■ **The problem**
Locate the word "contains" in the data below, then copy every line that holds it.

■ **Extracted data**
────────────────────────────────────────
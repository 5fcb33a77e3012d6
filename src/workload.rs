use crate::error::{CostError, Result};
use serde::{Deserialize, Serialize};

/// Billing month used for message volumes
pub const DAYS_PER_MONTH: f64 = 30.0;
/// Billing month used for hourly and per-execution charges
pub const HOURS_PER_MONTH: f64 = 730.0;

const MINUTES_PER_HOUR: f64 = 60.0;
const HOURS_PER_DAY: f64 = 24.0;

/// Workload parameters describing one Digital Twin deployment
#[derive(Debug, Clone, PartialEq, Serialize, Deserialize)]
#[serde(rename_all = "camelCase", deny_unknown_fields)]
pub struct WorkloadInput {
    pub devices: f64,
    /// Minutes between two messages of one device
    pub interval_minutes: f64,
    pub message_size_kb: f64,
    pub hot_months: f64,
    pub cool_months: f64,
    pub archive_months: f64,
    /// Number of 3D scene entities; `None` when no 3D model is needed
    #[serde(default)]
    pub entity_count: Option<f64>,
    pub editors: f64,
    pub viewers: f64,
    pub dashboard_refreshes_per_hour: f64,
    pub dashboard_active_hours_per_day: f64,
}

impl WorkloadInput {
    /// Reject missing, NaN, negative or out-of-order fields before any cost model runs
    pub fn validate(&self) -> Result<()> {
        let mut fields = vec![
            ("devices", self.devices),
            ("intervalMinutes", self.interval_minutes),
            ("messageSizeKb", self.message_size_kb),
            ("hotMonths", self.hot_months),
            ("coolMonths", self.cool_months),
            ("archiveMonths", self.archive_months),
            ("editors", self.editors),
            ("viewers", self.viewers),
            ("dashboardRefreshesPerHour", self.dashboard_refreshes_per_hour),
            ("dashboardActiveHoursPerDay", self.dashboard_active_hours_per_day),
        ];
        if let Some(entities) = self.entity_count {
            fields.push(("entityCount", entities));
        }

        for (name, value) in &fields {
            if !value.is_finite() {
                return Err(CostError::invalid_input(format!("{} must be a number", name)));
            }
            if *value < 0.0 {
                return Err(CostError::invalid_input(format!(
                    "{} cannot be negative, got {}",
                    name, value
                )));
            }
        }

        for (name, value) in [
            ("devices", self.devices),
            ("intervalMinutes", self.interval_minutes),
            ("messageSizeKb", self.message_size_kb),
        ] {
            if value <= 0.0 {
                return Err(CostError::invalid_input(format!(
                    "{} must be positive, got {}",
                    name, value
                )));
            }
        }

        if self.dashboard_active_hours_per_day > HOURS_PER_DAY {
            return Err(CostError::invalid_input(format!(
                "dashboardActiveHoursPerDay cannot exceed 24, got {}",
                self.dashboard_active_hours_per_day
            )));
        }

        if self.hot_months > self.cool_months {
            return Err(CostError::invalid_input(
                "Hot storage duration cannot be longer than cool storage duration",
            ));
        }
        if self.hot_months > self.archive_months {
            return Err(CostError::invalid_input(
                "Hot storage duration cannot be longer than archive storage duration",
            ));
        }
        if self.cool_months > self.archive_months {
            return Err(CostError::invalid_input(
                "Cool storage duration cannot be longer than archive storage duration",
            ));
        }

        // finite inputs can still overflow once scaled to a month
        let monthly_gb = kb_to_gb(self.monthly_executions(), self.message_size_kb);
        for (name, value) in [
            ("monthly message volume", self.monthly_messages()),
            ("monthly execution volume", self.monthly_executions()),
            ("monthly data volume", monthly_gb),
            ("retained data volume", monthly_gb * self.archive_months),
            ("dashboard query volume", self.dashboard_queries_per_month()),
            ("dashboard user count", self.editors + self.viewers),
        ] {
            if !value.is_finite() {
                return Err(CostError::invalid_input(format!(
                    "{} overflows for this workload",
                    name
                )));
            }
        }

        Ok(())
    }

    /// Messages sent by all devices in a 30-day month, rounded up
    pub fn monthly_messages(&self) -> f64 {
        (self.messages_per_hour() * HOURS_PER_DAY * DAYS_PER_MONTH).ceil()
    }

    /// Function executions in a 730-hour month, one per message
    pub fn monthly_executions(&self) -> f64 {
        self.messages_per_hour() * HOURS_PER_MONTH
    }

    /// Queries a dashboard issues against the twin service per month
    pub fn dashboard_queries_per_month(&self) -> f64 {
        self.dashboard_refreshes_per_hour * self.dashboard_active_hours_per_day * DAYS_PER_MONTH
    }

    pub fn needs_3d_model(&self) -> bool {
        self.entity_count.is_some()
    }

    pub fn entities(&self) -> f64 {
        self.entity_count.unwrap_or(0.0)
    }

    fn messages_per_hour(&self) -> f64 {
        self.devices * (MINUTES_PER_HOUR / self.interval_minutes)
    }
}

/// Convert a volume of `count` messages of `size_kb` each into GB
pub fn kb_to_gb(count: f64, size_kb: f64) -> f64 {
    count * size_kb / (1024.0 * 1024.0)
}

#[cfg(test)]
pub(crate) fn sample_workload() -> WorkloadInput {
    WorkloadInput {
        devices: 100.0,
        interval_minutes: 5.0,
        message_size_kb: 1.0,
        hot_months: 1.0,
        cool_months: 3.0,
        archive_months: 12.0,
        entity_count: None,
        editors: 2.0,
        viewers: 5.0,
        dashboard_refreshes_per_hour: 4.0,
        dashboard_active_hours_per_day: 8.0,
    }
}

#[cfg(test)]
mod tests {
    use super::*;

    #[test]
    fn test_monthly_volumes() {
        let workload = sample_workload();
        assert_eq!(workload.monthly_messages(), 864_000.0);
        assert_eq!(workload.monthly_executions(), 876_000.0);
        assert_eq!(workload.dashboard_queries_per_month(), 960.0);
    }

    #[test]
    fn test_monthly_messages_rounds_up() {
        let mut workload = sample_workload();
        workload.devices = 1.0;
        workload.interval_minutes = 7.0;
        // 60/7 * 720 = 6171.43
        assert_eq!(workload.monthly_messages(), 6172.0);
    }

    #[test]
    fn test_valid_workload() {
        assert!(sample_workload().validate().is_ok());
    }

    #[test]
    fn test_equal_retentions_are_valid() {
        let mut workload = sample_workload();
        workload.hot_months = 6.0;
        workload.cool_months = 6.0;
        workload.archive_months = 6.0;
        assert!(workload.validate().is_ok());
    }

    #[test]
    fn test_hot_longer_than_cool_is_rejected() {
        let mut workload = sample_workload();
        workload.hot_months = 4.0;
        let err = workload.validate().unwrap_err();
        assert!(matches!(err, CostError::InvalidInput(_)));
        assert!(err.to_string().contains("cool storage"));
    }

    #[test]
    fn test_cool_longer_than_archive_is_rejected() {
        let mut workload = sample_workload();
        workload.cool_months = 13.0;
        assert!(workload.validate().is_err());
    }

    #[test]
    fn test_nan_and_non_positive_acquisition_parameters() {
        let mut workload = sample_workload();
        workload.interval_minutes = f64::NAN;
        assert!(workload.validate().is_err());

        let mut workload = sample_workload();
        workload.devices = 0.0;
        assert!(workload.validate().is_err());

        let mut workload = sample_workload();
        workload.viewers = -1.0;
        assert!(workload.validate().is_err());

        let mut workload = sample_workload();
        workload.editors = 0.0;
        workload.viewers = 0.0;
        assert!(workload.validate().is_ok());
    }

    #[test]
    fn test_overflowing_volumes_are_invalid_input() {
        let mut workload = sample_workload();
        workload.devices = 1e306;
        let err = workload.validate().unwrap_err();
        assert!(matches!(err, CostError::InvalidInput(_)));
        assert!(err.to_string().contains("overflows"));

        let mut workload = sample_workload();
        workload.interval_minutes = 1e-305;
        assert!(matches!(workload.validate(), Err(CostError::InvalidInput(_))));

        let mut workload = sample_workload();
        workload.message_size_kb = 1e300;
        workload.archive_months = 1e300;
        assert!(matches!(workload.validate(), Err(CostError::InvalidInput(_))));

        let mut workload = sample_workload();
        workload.dashboard_refreshes_per_hour = 1e306;
        assert!(matches!(workload.validate(), Err(CostError::InvalidInput(_))));
    }

    #[test]
    fn test_active_hours_cannot_exceed_a_day() {
        let mut workload = sample_workload();
        workload.dashboard_active_hours_per_day = 24.0;
        assert!(workload.validate().is_ok());
        workload.dashboard_active_hours_per_day = 25.0;
        let err = workload.validate().unwrap_err();
        assert!(err.to_string().contains("cannot exceed 24"));
    }

    #[test]
    fn test_missing_field_fails_deserialization() {
        let json = r#"{"devices": 10, "intervalMinutes": 5}"#;
        assert!(serde_json::from_str::<WorkloadInput>(json).is_err());
    }

    #[test]
    fn test_entity_count_is_optional() {
        let json = r#"{
            "devices": 10, "intervalMinutes": 5, "messageSizeKb": 1,
            "hotMonths": 1, "coolMonths": 3, "archiveMonths": 12,
            "editors": 1, "viewers": 2,
            "dashboardRefreshesPerHour": 0, "dashboardActiveHoursPerDay": 0
        }"#;
        let workload: WorkloadInput = serde_json::from_str(json).unwrap();
        assert!(!workload.needs_3d_model());
        assert_eq!(workload.entities(), 0.0);
    }
}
────────────────────────────────────────
■ **Response for this exercise**
        assert!(err.to_string().contains("cool storage"));
        assert!(err.to_string().contains("overflows"));
        assert!(err.to_string().contains("cannot exceed 24"));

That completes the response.